BEIRUT // Syrian rebels and their supporters celebrated with gunfire, car horns and chants as they marched and danced through the streets of eastern Aleppo on Saturday night after opposition units broke through government lines, ending a three-week siege.
Amid the euphoria that there was now a route for civilians to escape and for aid to enter, as well as for opposition fighters to be reinforced and resupplied, one thing was glossed over: the victory was spearheaded by a group that barely a week before had still been Al Qaeda’s official Syria branch.
Jabhat Fatah Al Sham, as the former Al Qaeda-affiliated Jabhat Al Nusra group now calls itself, seems to have been the main driving force behind the six-day offensive, leading the charge against regime forces in south-west Aleppo. Its suicide bombers softened Syrian government targets and shattered nerves. Its artillery bombardments were relentless. And its fighters were eager to run into battle.
The Aleppo offensive was the stunning culmination of a power play aimed at entrenching the group’s place within the Syrian opposition, increasing the dependence of rebel factions and underlining its dominance in northern Syria.
On July 28, Al Nusra said it was breaking away from Al Qaeda because foreign powers were using the affiliation as a pretext to bomb the Syrian people. Rebranded as Fatah Al Sham, the group stressed that it hoped its new independence would help foster unity with other rebel groups and allow the opposition to better confront the Syrian government. A little more than a week later, Fatah Al Sham’s fighters have significantly contributed to ending the siege on eastern Aleppo, where rebel forces were looking increasingly desperate and ineffectual against government troops and Russian and Syrian air strikes and with support from their friends in the international community dwindling.

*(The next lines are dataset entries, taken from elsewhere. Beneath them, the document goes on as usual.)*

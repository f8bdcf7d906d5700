use super::{secret_arg, Context};
use crate::output::print_json;
use anyhow::Context as _;
use clap::{Args, Subcommand};
use shipyard_core::config::EnvironmentProjects;
use shipyard_core::deploy::DeployTarget;
use shipyard_core::env_file::{self, EnvInputs};
use shipyard_core::io;
use shipyard_core::paths::{self, DOTENV};
use shipyard_core::pipeline::{select_deploy_target, DeployOptions, Pipeline, ProjectDirs};
use shipyard_core::{Secret, ShipyardError};

// ---------------------------------------------------------------------------
// Subcommand types
// ---------------------------------------------------------------------------

#[derive(Subcommand)]
pub enum FirebaseSubcommand {
    /// Install, write .env, build and deploy to one project
    Deploy {
        /// Firebase project id
        #[arg(long)]
        project: String,
        #[command(flatten)]
        deploy: DeployArgs,
    },

    /// Pick the project from CI event data, then deploy
    DeployEnv {
        /// CI event name (push, pull_request, ...)
        #[arg(long, env = "GITHUB_EVENT_NAME")]
        event: String,
        /// Git ref that triggered the event
        #[arg(long = "ref", env = "GITHUB_REF", default_value = "")]
        git_ref: String,
        /// Project for pull requests and other events (overrides config)
        #[arg(long)]
        development: Option<String>,
        /// Project for branch pushes (overrides config)
        #[arg(long)]
        staging: Option<String>,
        /// Project for `refs/tags/v*` pushes (overrides config)
        #[arg(long)]
        production: Option<String>,
        #[command(flatten)]
        deploy: DeployArgs,
    },

    /// Install dependencies and run `npm run lint --if-present`
    Lint {
        #[command(flatten)]
        dirs: DirArgs,
    },

    /// Print (or write) the .env the pipeline would synthesize
    Env {
        /// Firebase project id
        #[arg(long)]
        project: String,
        /// Firebase web app id
        #[arg(long)]
        app_id: Option<String>,
        /// Web app config as env:NAME or file:PATH
        #[arg(long, value_name = "SOURCE")]
        webapp_config: Option<String>,
        /// Extra dotenv lines as env:NAME or file:PATH
        #[arg(long, value_name = "SOURCE")]
        extra_env: Option<String>,
        /// Frontend directory (overrides config)
        #[arg(long)]
        frontend_dir: Option<String>,
        /// Write <frontend-dir>/.env and add it to .gitignore
        #[arg(long)]
        write: bool,
    },
}

#[derive(Args)]
pub struct DirArgs {
    /// Frontend directory (overrides config)
    #[arg(long)]
    frontend_dir: Option<String>,
    /// Backend directory (overrides config)
    #[arg(long)]
    backend_dir: Option<String>,
}

#[derive(Args)]
pub struct DeployArgs {
    /// Service-account JSON or access token, as env:NAME or file:PATH
    #[arg(long, value_name = "SOURCE")]
    credential: String,
    /// Firebase web app id (overrides config)
    #[arg(long)]
    app_id: Option<String>,
    /// Deploy filter, e.g. hosting or functions (overrides config)
    #[arg(long)]
    only: Option<String>,
    /// Web app config as env:NAME or file:PATH
    #[arg(long, value_name = "SOURCE")]
    webapp_config: Option<String>,
    /// Extra dotenv lines as env:NAME or file:PATH
    #[arg(long, value_name = "SOURCE")]
    extra_env: Option<String>,
    #[command(flatten)]
    dirs: DirArgs,
    /// Directory holding firebase.json (overrides config)
    #[arg(long)]
    firebase_dir: Option<String>,
}

// ---------------------------------------------------------------------------
// Entry point
// ---------------------------------------------------------------------------

pub fn run(ctx: &Context, subcmd: FirebaseSubcommand) -> anyhow::Result<()> {
    match subcmd {
        FirebaseSubcommand::Deploy { project, deploy } => deploy_project(ctx, project, deploy),
        FirebaseSubcommand::DeployEnv {
            event,
            git_ref,
            development,
            staging,
            production,
            deploy,
        } => {
            let defaults = &ctx.config.firebase.projects;
            let projects = EnvironmentProjects {
                development: development.unwrap_or_else(|| defaults.development.clone()),
                staging: staging.unwrap_or_else(|| defaults.staging.clone()),
                production: production.unwrap_or_else(|| defaults.production.clone()),
            };
            deploy_env(ctx, &event, &git_ref, &projects, deploy)
        }
        FirebaseSubcommand::Lint { dirs } => lint(ctx, dirs),
        FirebaseSubcommand::Env {
            project,
            app_id,
            webapp_config,
            extra_env,
            frontend_dir,
            write,
        } => env(
            ctx,
            &project,
            app_id.or_else(|| ctx.config.firebase.app_id.clone()),
            webapp_config.as_deref(),
            extra_env.as_deref(),
            frontend_dir.or_else(|| ctx.config.firebase.frontend_dir.clone()),
            write,
        ),
    }
}

fn pipeline(ctx: &Context) -> anyhow::Result<Pipeline<super::Runner>> {
    Ok(Pipeline::new(ctx.runner()?)
        .with_base(ctx.config.base_environment())
        .with_access_token_env(ctx.config.firebase.access_token_env.clone()))
}

fn project_dirs(ctx: &Context, dirs: DirArgs, firebase_dir: Option<String>) -> ProjectDirs {
    let cfg = &ctx.config.firebase;
    ProjectDirs {
        frontend_dir: dirs.frontend_dir.or_else(|| cfg.frontend_dir.clone()),
        backend_dir: dirs.backend_dir.or_else(|| cfg.backend_dir.clone()),
        firebase_dir: firebase_dir.or_else(|| cfg.firebase_dir.clone()),
    }
}

fn deploy_options(ctx: &Context, project_id: String, args: DeployArgs) -> anyhow::Result<DeployOptions> {
    let credential = Secret::parse("credential", &args.credential).context("invalid --credential")?;
    Ok(DeployOptions {
        target: DeployTarget {
            project_id,
            only: args.only.or_else(|| ctx.config.firebase.only.clone()),
        },
        credential,
        app_id: args.app_id.or_else(|| ctx.config.firebase.app_id.clone()),
        webapp_config: secret_arg("webapp-config", args.webapp_config.as_deref())?,
        extra_env: secret_arg("extra-env", args.extra_env.as_deref())?,
        dirs: project_dirs(ctx, args.dirs, args.firebase_dir),
    })
}

fn report_deploy(ctx: &Context, runner: &super::Runner, target: &DeployTarget, output: &str) -> anyhow::Result<()> {
    if runner.is_dry_run() {
        return runner.report(ctx.json);
    }
    if ctx.json {
        print_json(&serde_json::json!({
            "project": target.project_id,
            "only": target.only,
            "output": output,
        }))
    } else {
        print!("{output}");
        Ok(())
    }
}

// ---------------------------------------------------------------------------
// deploy / deploy-env
// ---------------------------------------------------------------------------

fn deploy_project(ctx: &Context, project: String, args: DeployArgs) -> anyhow::Result<()> {
    let opts = deploy_options(ctx, project, args)?;
    let source = ctx.source_tree(false)?;
    let pipeline = pipeline(ctx)?;
    let output = pipeline
        .firebase_deploy(&source, &opts)
        .with_context(|| format!("deploy to '{}' failed", opts.target.project_id))?;
    report_deploy(ctx, pipeline.executor(), &opts.target, &output)
}

fn deploy_env(
    ctx: &Context,
    event: &str,
    git_ref: &str,
    projects: &EnvironmentProjects,
    args: DeployArgs,
) -> anyhow::Result<()> {
    let opts = deploy_options(ctx, String::new(), args)?;
    let (environment, target) =
        select_deploy_target(event, git_ref, projects, opts.target.only.as_deref());
    let source = ctx.source_tree(false)?;
    let pipeline = pipeline(ctx)?;
    let output = match pipeline.deploy_to_env(&source, event, git_ref, projects, opts) {
        Ok(output) => output,
        Err(ShipyardError::MissingProject(env)) => anyhow::bail!(
            "no project configured for {env}; set firebase.projects.{env} or pass --{env}"
        ),
        Err(e) => {
            return Err(anyhow::Error::new(e)
                .context(format!("deploy to {environment} ('{}') failed", target.project_id)))
        }
    };
    report_deploy(ctx, pipeline.executor(), &target, &output)
}

// ---------------------------------------------------------------------------
// lint
// ---------------------------------------------------------------------------

fn lint(ctx: &Context, dirs: DirArgs) -> anyhow::Result<()> {
    let dirs = project_dirs(ctx, dirs, None);
    if dirs.frontend_dir.is_none() && dirs.backend_dir.is_none() {
        anyhow::bail!("nothing to lint: pass --frontend-dir/--backend-dir or set them in shipyard.yaml");
    }
    let source = ctx.source_tree(false)?;
    let pipeline = pipeline(ctx)?;
    pipeline
        .lint(&source, dirs.frontend_dir.as_deref(), dirs.backend_dir.as_deref())
        .context("lint failed")?;

    let runner = pipeline.executor();
    if runner.is_dry_run() {
        return runner.report(ctx.json);
    }
    if ctx.json {
        print_json(&serde_json::json!({ "lint": "ok" }))
    } else {
        println!("Lint passed.");
        Ok(())
    }
}

// ---------------------------------------------------------------------------
// env
// ---------------------------------------------------------------------------

fn env(
    ctx: &Context,
    project: &str,
    app_id: Option<String>,
    webapp_config: Option<&str>,
    extra_env: Option<&str>,
    frontend_dir: Option<String>,
    write: bool,
) -> anyhow::Result<()> {
    let frontend = frontend_dir
        .as_deref()
        .map(paths::normalize)
        .transpose()
        .context("invalid --frontend-dir")?;
    let env_rel = frontend.as_deref().map(|dir| paths::join(dir, DOTENV));
    let env_path = env_rel.as_ref().map(|rel| ctx.root.join(rel));

    let existing = env_path
        .as_ref()
        .and_then(|path| std::fs::read_to_string(path).ok());
    let webapp_config = secret_arg("webapp-config", webapp_config)?;
    let extra_env = secret_arg("extra-env", extra_env)?;
    let webapp_text = webapp_config.as_ref().map(Secret::plaintext).transpose()?;
    let extra_text = extra_env.as_ref().map(Secret::plaintext).transpose()?;

    let content = env_file::render_env_file(&EnvInputs {
        existing: existing.as_deref(),
        project_id: project,
        app_id: app_id.as_deref(),
        webapp_config: webapp_text,
        extra_env: extra_text,
    })
    .context("failed to render .env")?;

    if write {
        let (Some(rel), Some(path)) = (env_rel, env_path) else {
            anyhow::bail!("--write needs a frontend directory");
        };
        io::atomic_write(&path, content.as_bytes())
            .with_context(|| format!("failed to write {}", path.display()))?;
        io::ensure_gitignore_entry(&ctx.root, &rel)?;
        if ctx.json {
            print_json(&serde_json::json!({ "path": rel, "content": content }))?;
        } else {
            println!("Wrote {rel}");
        }
        return Ok(());
    }

    if ctx.json {
        print_json(&serde_json::json!({ "path": env_rel, "content": content }))
    } else {
        print!("{content}");
        Ok(())
    }
}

The victory has boosted Fatah Al Sham’s credibility among the rebels and helped fortify its argument that it is in the same fight, with the same goals, as the Syrian opposition. For those in the opposition who have long been wary of the extremist group, Fatah Al Sham’s leading role in ending the siege – and even making it look easy in terms of speed – has shown that the rebels need them if they want to succeed on the battlefield. If Fatah Al Sham facilitates the delivery of aid to civilians in Aleppo and ensures their protection, it will win their hearts and minds.
The Fatah Al Sham-led offensive has showed the rebels that not only can they survive, but they might even be able to win in Aleppo. In a dramatic reversal of fortunes, fighters who were facing defeat and starvation just days ago now find themselves in a position to put government forces in western Aleppo under siege. Only a narrow strip of territory connects these troops to their main supply lines. With reinforcements, a major morale boost and the participation of Fatah Al Sham, encircling these forces is now a very real possibility.
The United Nations has been hoping to revive peace talks between the government and rebels. A significant threat to government forces in western Aleppo could provide much more incentive to bring the Assad regime to the table and seriously discuss a settlement to the five-year conflict.
The catch, however, is that Al Nusra was explicitly barred from any participation in peace talks and any potential settlement in the Syrian conflict. Still viewed as a terrorist organisation by the Syrian government, Russia, the United States and other members of the international community despite the name change, it is likely this exclusion will continue.
While Al Nusra has rebranded, it has not reformed. The militants have signalled that they want to work more closely with the broader Syrian opposition – and the Aleppo offensive seems to back this up – but they continue to hold on to extremist beliefs.
During the fight to break the siege, the group’s official releases continued to refer to Syrian government forces as the “Nusayri army”, using a pejorative term for Alawites. In their attack to capture Aleppo’s artillery academy, the militants invoked the name of a man who massacred dozens of Alawite cadets in the academy’s mess hall in 1979. While the mainstream opposition speaks of Aleppo in terms of resistance and freedom, Fatah Al Sham speaks of it as a sectarian battle against non-believers.
With the group’s influence growing, attempts to end the conflict and to distinguish between extremists and moderates on the battlefield could become even more complicated than they already are.